Volume 16, No. 2, Spring 2008

NOT JUST FOR KIDS
Virtual Games Roll Live Strike At RHCI’s Neurology Center

RHCI’s Center for NeuroRecovery continues to boggle with the toggle in finding innovative ways to utilize new technology to assist patients recovering from neurological diseases and injuries. The latest therapeutic innovation is the Wii game system, pronounced Wee as in Wee Folk for whom it was developed by Nintendo.

The Wii is emerging as a useful therapeutic tool that can improve balance, coordination and other skills needed in daily life. The device consists of compact wireless hand controls and a computer game console that connects to a television. Software programs simulate tennis, golf, bowling, target practice and other sports. The patient uses the hand controls to mimic the movements associated with the sport and participate in the game’s virtual reality. 
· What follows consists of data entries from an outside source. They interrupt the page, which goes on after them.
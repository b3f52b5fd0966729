use async_trait::async_trait;
use sigpool_core::CapacitySlot;
use std::collections::BTreeMap;
use std::sync::Arc;
use tokio::sync::RwLock;

use crate::shared::error::{ControlPlaneError, ControlPlaneResult};

/// Storage for capacity slots. Slots are never deleted by the control loop;
/// `clear` exists for administrative reseeding only.
#[async_trait]
pub trait CapacityTableRepository: Send + Sync {
    /// Insert a slot unless its key already exists. Returns whether it was inserted.
    async fn put_if_absent(&self, slot: CapacitySlot) -> ControlPlaneResult<bool>;
    async fn get(&self, slot_key: &str) -> ControlPlaneResult<Option<CapacitySlot>>;
    async fn list(&self) -> ControlPlaneResult<Vec<CapacitySlot>>;
    /// Any one slot with an empty instance id.
    async fn find_unassigned(&self) -> ControlPlaneResult<Option<CapacitySlot>>;
    /// Write the instance id without checking the slot's current value.
    async fn assign_instance(&self, slot_key: &str, instance_id: &str) -> ControlPlaneResult<()>;
    /// Write the instance id only if the slot is still unassigned.
    async fn assign_instance_if_unassigned(
        &self,
        slot_key: &str,
        instance_id: &str,
    ) -> ControlPlaneResult<bool>;
    async fn clear(&self) -> ControlPlaneResult<usize>;
}

#[derive(Clone, Default)]
pub struct InMemoryCapacityTableRepository {
    slots: Arc<RwLock<BTreeMap<String, CapacitySlot>>>,
}

impl InMemoryCapacityTableRepository {
    pub fn new() -> Self {
        Self::default()
    }
}

#[async_trait]
impl CapacityTableRepository for InMemoryCapacityTableRepository {
    async fn put_if_absent(&self, slot: CapacitySlot) -> ControlPlaneResult<bool> {
        if slot.slot_key.is_empty() {
            return Err(ControlPlaneError::InvalidRequest(
                "slot key must not be empty".to_string(),
            ));
        }

        let mut slots = self.slots.write().await;
        if slots.contains_key(&slot.slot_key) {
            return Ok(false);
        }
        slots.insert(slot.slot_key.clone(), slot);
        Ok(true)
    }

    async fn get(&self, slot_key: &str) -> ControlPlaneResult<Option<CapacitySlot>> {
        let slots = self.slots.read().await;
        Ok(slots.get(slot_key).cloned())
    }

    async fn list(&self) -> ControlPlaneResult<Vec<CapacitySlot>> {
        let slots = self.slots.read().await;
        Ok(slots.values().cloned().collect())
    }

    async fn find_unassigned(&self) -> ControlPlaneResult<Option<CapacitySlot>> {
        let slots = self.slots.read().await;
        Ok(slots.values().find(|s| s.is_unassigned()).cloned())
    }

    async fn assign_instance(&self, slot_key: &str, instance_id: &str) -> ControlPlaneResult<()> {
        let mut slots = self.slots.write().await;
        let slot = slots
            .get_mut(slot_key)
            .ok_or_else(|| ControlPlaneError::SlotNotFound(slot_key.to_string()))?;
        slot.instance_id = instance_id.to_string();
        Ok(())
    }

    async fn assign_instance_if_unassigned(
        &self,
        slot_key: &str,
        instance_id: &str,
    ) -> ControlPlaneResult<bool> {
        let mut slots = self.slots.write().await;
        let slot = slots
            .get_mut(slot_key)
            .ok_or_else(|| ControlPlaneError::SlotNotFound(slot_key.to_string()))?;
        if !slot.is_unassigned() {
            return Ok(false);
        }
        slot.instance_id = instance_id.to_string();
        Ok(true)
    }

    async fn clear(&self) -> ControlPlaneResult<usize> {
        let mut slots = self.slots.write().await;
        let removed = slots.len();
        slots.clear();
        Ok(removed)
    }
}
“It’s pretty amazing,” says Dawn Lucier, physical therapist and RHCI’s Neuro Education Coordinator. “Decades of research show that practicing specific tasks and repetition are key to recovery in patients with stroke and brain injury. The Wii allows us to engage patients in dynamic activities while providing the repetitive task practice that is key to their recovery. And it’s fun. It’s great for motivation.” 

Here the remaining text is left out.